● **Task instructions**: If a line holds the word "count", copy it from the entries.

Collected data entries
Segment Open
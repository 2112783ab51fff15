use axum::{Router, routing::get};

pub mod cases;
pub mod companies;
pub mod system;

/// Router for all authenticated endpoints.
pub fn router() -> Router {
    Router::new()
        .route("/whoami", get(system::whoami))
        .route("/stages", get(system::stages))
        .route("/stream", get(system::stream))
        .nest("/cases", cases::router())
        .nest("/companies", companies::router())
}
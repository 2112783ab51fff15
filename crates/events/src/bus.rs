//! Event publishing/subscription abstraction (mechanics only).
//!
//! The bus distributes committed case events to whoever wants to hear about
//! them (notification delivery, live dashboards). It is **not** a source of
//! truth: the audit log is.
//!
//! - **Transport-agnostic**: in-memory channels today, a broker later.
//! - **At-least-once**: consumers must tolerate duplicates.
//! - **Best-effort**: a failed publish never undoes a committed transition.

use std::sync::Arc;
use std::sync::mpsc::{Receiver, RecvError, RecvTimeoutError, TryRecvError};
use std::time::Duration;

/// A subscription to an event stream.
///
/// Each subscription receives a copy of every message published after it was
/// created (broadcast semantics). Subscriptions are meant to be drained by a
/// single thread.
///
/// ```ignore
/// let subscription = bus.subscribe();
/// loop {
///     match subscription.recv_timeout(Duration::from_secs(1)) {
///         Ok(envelope) => forward(envelope)?,
///         Err(RecvTimeoutError::Timeout) => continue, // check for shutdown
///         Err(RecvTimeoutError::Disconnected) => break,
///     }
/// }
/// ```
#[derive(Debug)]
pub struct Subscription<M> {
    receiver: Receiver<M>,
}

impl<M> Subscription<M> {
    pub fn new(receiver: Receiver<M>) -> Self {
        Self { receiver }
    }

    /// Block until the next message is available.
    pub fn recv(&self) -> Result<M, RecvError> {
        self.receiver.recv()
    }

    /// Try to receive a message without blocking.
    pub fn try_recv(&self) -> Result<M, TryRecvError> {
        self.receiver.try_recv()
    }

    /// Block for up to `timeout` waiting for a message.
    pub fn recv_timeout(&self, timeout: Duration) -> Result<M, RecvTimeoutError> {
        self.receiver.recv_timeout(timeout)
    }
}

/// Domain-agnostic event bus (pub/sub abstraction).
///
/// ```text
/// Transition → Audit Log append + case commit → Event Bus (publish) → Consumers
///                                                                     ├─ notification worker
///                                                                     └─ SSE stream
/// ```
///
/// `publish()` may fail; callers decide whether that matters. The case registry
/// logs and moves on, since the commit already happened.
pub trait EventBus<M>: Send + Sync {
    type Error: core::fmt::Debug + Send + Sync + 'static;

    fn publish(&self, message: M) -> Result<(), Self::Error>;

    fn subscribe(&self) -> Subscription<M>;
}

impl<M, B> EventBus<M> for Arc<B>
where
    B: EventBus<M> + ?Sized,
{
    type Error = B::Error;

    fn publish(&self, message: M) -> Result<(), Self::Error> {
        (**self).publish(message)
    }

    fn subscribe(&self) -> Subscription<M> {
        (**self).subscribe()
    }
}
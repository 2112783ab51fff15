use std::io;
use std::sync::mpsc;
use std::thread;
use std::time::Duration;

use serde_json::Value as JsonValue;
use tracing::{debug, warn};

use shipline_events::{EventBus, EventEnvelope, Subscription};

use crate::notifications::NotificationService;

/// Handle to control and join a background worker.
#[derive(Debug)]
pub struct WorkerHandle {
    shutdown: mpsc::Sender<()>,
    join: Option<thread::JoinHandle<()>>,
}

impl WorkerHandle {
    /// Request graceful shutdown and wait for the worker to stop.
    pub fn shutdown(mut self) {
        let _ = self.shutdown.send(());
        if let Some(j) = self.join.take() {
            let _ = j.join();
        }
    }
}

/// Forwards committed case events to a [`NotificationService`].
///
/// - Subscribes to the event bus at spawn time
/// - Delivery failures are logged and dropped (fire-and-forget)
/// - Supports graceful shutdown
#[derive(Debug)]
pub struct NotificationWorker;

impl NotificationWorker {
    pub fn spawn<B, S>(name: &'static str, bus: B, service: S) -> io::Result<WorkerHandle>
    where
        B: EventBus<EventEnvelope<JsonValue>> + Send + Sync + 'static,
        S: NotificationService + 'static,
    {
        let (shutdown_tx, shutdown_rx) = mpsc::channel::<()>();
        let sub = bus.subscribe();

        let join = thread::Builder::new()
            .name(name.to_string())
            .spawn(move || worker_loop(name, sub, shutdown_rx, &service))?;

        Ok(WorkerHandle {
            shutdown: shutdown_tx,
            join: Some(join),
        })
    }
}

fn worker_loop<S>(
    name: &'static str,
    sub: Subscription<EventEnvelope<JsonValue>>,
    shutdown_rx: mpsc::Receiver<()>,
    service: &S,
) where
    S: NotificationService,
{
    let tick = Duration::from_millis(250);

    loop {
        if shutdown_rx.try_recv().is_ok() {
            break;
        }

        match sub.recv_timeout(tick) {
            Ok(envelope) => {
                if let Err(err) = service.notify_envelope(&envelope) {
                    warn!(
                        worker = name,
                        case_id = %envelope.aggregate_id(),
                        event_type = envelope.event_type(),
                        error = %err,
                        "notification delivery failed"
                    );
                }
            }
            Err(mpsc::RecvTimeoutError::Timeout) => continue,
            Err(mpsc::RecvTimeoutError::Disconnected) => break,
        }
    }

    debug!(worker = name, "notification worker stopped");
}

#[cfg(test)]
mod tests {
    use super::*;
    use std::sync::{Arc, Mutex};

    use shipline_case::CaseId;
    use shipline_core::AggregateId;
    use shipline_events::InMemoryEventBus;

    use crate::notifications::NotifyError;

    #[derive(Default)]
    struct Recorder {
        seen: Mutex<Vec<(CaseId, String)>>,
    }

    impl NotificationService for Recorder {
        fn notify(&self, case_id: CaseId, event: &str, _payload: &JsonValue) -> Result<(), NotifyError> {
            self.seen.lock().unwrap().push((case_id, event.to_string()));
            if event == "case.fail" {
                return Err(NotifyError::Delivery("smtp down".to_string()));
            }
            Ok(())
        }
    }

    fn envelope(case: AggregateId, event_type: &str) -> EventEnvelope<JsonValue> {
        EventEnvelope::new(
            uuid::Uuid::now_v7(),
            case,
            "export_case",
            1,
            event_type,
            chrono::Utc::now(),
            JsonValue::Null,
        )
    }

    fn wait_for(recorder: &Recorder, count: usize) {
        for _ in 0..100 {
            if recorder.seen.lock().unwrap().len() >= count {
                return;
            }
            thread::sleep(Duration::from_millis(10));
        }
    }

    #[test]
    fn forwards_envelopes_and_survives_delivery_failures() {
        let bus: Arc<InMemoryEventBus<EventEnvelope<JsonValue>>> = Arc::new(InMemoryEventBus::new());
        let recorder = Arc::new(Recorder::default());
        let handle = NotificationWorker::spawn("notify-test", bus.clone(), recorder.clone()).unwrap();

        let case = AggregateId::new();
        bus.publish(envelope(case, "case.fail")).unwrap();
        bus.publish(envelope(case, "case.transitioned")).unwrap();
        wait_for(&recorder, 2);
        handle.shutdown();

        let seen = recorder.seen.lock().unwrap();
        assert_eq!(
            *seen,
            vec![
                (CaseId::new(case), "case.fail".to_string()),
                (CaseId::new(case), "case.transitioned".to_string()),
            ]
        );
    }
}
//! HTTP API application wiring (Axum router + service wiring).
//!
//! - `services.rs`: registry, audit log, directory and bus wiring
//! - `routes/`: HTTP routes + handlers (one file per area)
//! - `dto.rs`: request/response DTOs and JSON mapping helpers
//! - `errors.rs`: consistent error responses

use std::sync::Arc;

use axum::{Extension, Router, routing::get};
use tower::ServiceBuilder;

use crate::config::ApiConfig;
use crate::middleware;

pub mod dto;
pub mod errors;
pub mod routes;
pub mod services;

pub use services::AppServices;

/// Build the full HTTP router with fresh in-memory services.
pub async fn build_app(config: &ApiConfig) -> std::io::Result<Router> {
    let services = services::build_services(config)?;
    Ok(router(config, Arc::new(services)))
}

/// Router over existing services (lets `main` keep a handle for workers).
pub fn router(config: &ApiConfig, services: Arc<AppServices>) -> Router {
    let jwt = Arc::new(shipline_auth::Hs256JwtValidator::new(config.jwt_secret.as_bytes()));
    let auth_state = middleware::AuthState { jwt };

    // Protected routes: require a valid bearer token.
    let protected = routes::router()
        .layer(Extension(services))
        .layer(axum::middleware::from_fn_with_state(
            auth_state,
            middleware::auth_middleware,
        ));

    Router::new()
        .route("/health", get(routes::system::health))
        .merge(protected)
        .layer(ServiceBuilder::new())
}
Segment Closed
● **Result of this task**:
    fn wait_for(recorder: &Recorder, count: usize) {
            if recorder.seen.lock().unwrap().len() >= count {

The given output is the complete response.